Lisa Wagar is an Assistant Professor in the Department of Physiology & Biophysics at the University of California Irvine. Dr. Wagar earned her PhD from the University of Toronto and completed a postdoctoral fellowship at Stanford University in Dr. Mark Davis’s lab. The foundation of her lab’s research is investigating how the specialized microenvironment of lymphoid tissues regulates antigen-specific adaptive immune responses. Dr. Wagar’s group uses an immune organoid model derived from primary human lymphoid tissues to study how a variety of host factors and antigen factors contribute to inter-individual differences in vaccine responses.

Talk: TBA

Abstract:  The essential features of a highly effective vaccine are that it stimulates a robust, specific, and durable adaptive immune response. For respiratory pathogens, an effective vaccine should also elicit a local immune response in the respiratory tract to mediate protection. Historically, vaccine testing has been largely empirical, so it has been challenging to rationally design vaccine candidates with these properties.

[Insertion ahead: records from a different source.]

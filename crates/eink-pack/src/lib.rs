#![allow(clippy::needless_range_loop, clippy::module_inception)]

//! eink-pack: low bit-depth conversion for e-paper display controllers
//!
//! Turns an RGBA frame into the packed byte buffer a panel controller
//! expects: 1 bpp black and white, 3 or 4 bpp gray, or a fixed color palette
//! at 2 bpp (white/black/red) or in nibble slots (seven-color panels).
//!
//! # Quick Start
//!
//! ```
//! use eink_pack::{convert, ConvertParams, Rgba, Target};
//!
//! let pixels = vec![Rgba::gray(128); 8 * 2];
//! let params = ConvertParams::default().with_dither("floyd-steinberg");
//! let image = convert(&pixels, 8, 2, &Target::Mono, "bw", &params).unwrap();
//!
//! assert_eq!(image.buffer().len(), 2);
//! assert_eq!(image.meta().bpp, 1);
//! ```
//!
//! # Pipeline
//!
//! ```text
//! RGBA frame
//!     |
//!     +--> gray targets: luminance (0.2126 R + 0.7152 G + 0.0722 B)
//!     |        |
//!     |     [invert]
//!     |        |
//!     |     threshold / simple2d / FS / JJN  --> 0/255 map or level indices
//!     |
//!     +--> palette targets: [invert RGB]
//!              |
//!           nearest match or color diffusion (9 kernels) --> palette indices
//!     |
//!     v
//! bpp-specific packer  --> buffer
//! ```
//!
//! Every conversion also returns a preview (the quantized value of each
//! pixel as RGBA) and `{width, height, bpp, mode_id}` metadata.
//!
//! # Error diffusion
//!
//! All diffusion runs over a float working buffer owned by one call. Each
//! write is clamped to `0..=255` and taps that fall off the frame are
//! dropped. Binary gray diffusion scans in raster order; N-level gray and
//! all color diffusion scan serpentine. See [`dither`].
//!
//! # Packing
//!
//! Each depth has its own row length and bit order; see [`pack`]. The 3 bpp
//! layout stores one value per nibble, which is what the controllers read.

pub mod api;
pub mod color;
pub mod dither;
pub mod output;
pub mod pack;
pub mod palette;


pub use api::{convert, ConvertParams, DitherError, RequestSequencer, Target, Ticket};
pub use color::Rgba;
pub use dither::{ColorKernel, GrayDither, Levels};
pub use output::{ConvertMeta, PackedImage};
pub use palette::{Palette, PaletteError, ParseColorError};
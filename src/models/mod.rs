pub mod config;

pub use config::{
    Board, BoardsFile, ModeConfig, ModeDefaults, ParamOverrides, ResizeMode, Selection,
    UiDefaults,
};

Additionally, responses in animal models are poorly predictive of vaccine responses in humans. To bridge the current gap in informed vaccine design, it is therefore critical that we understand the cellular dynamics underlying human adaptive immune responses during a vaccine response. To achieve this, we use a human immune organoid model derived from primary tonsil tissues that are collected from otherwise healthy tonsillectomy patients. In our recent work, we used the tonsil organoid model to track antigen-specific B and T cell responses to influenza antigens using a multi-omics approach, including high parameter flow cytometry. Each antigen format elicited distinct B and T cell responses, including differences in their magnitude, diversity, phenotype, function, and breadth. These differences culminated in striking changes in the corresponding antibody response. We show that a major source of antigen-associated variability lies in the recruitment of naive vs. memory B cells to the response. These findings have important implications for vaccine design and the generation of protective immune responses against respiratory pathogens.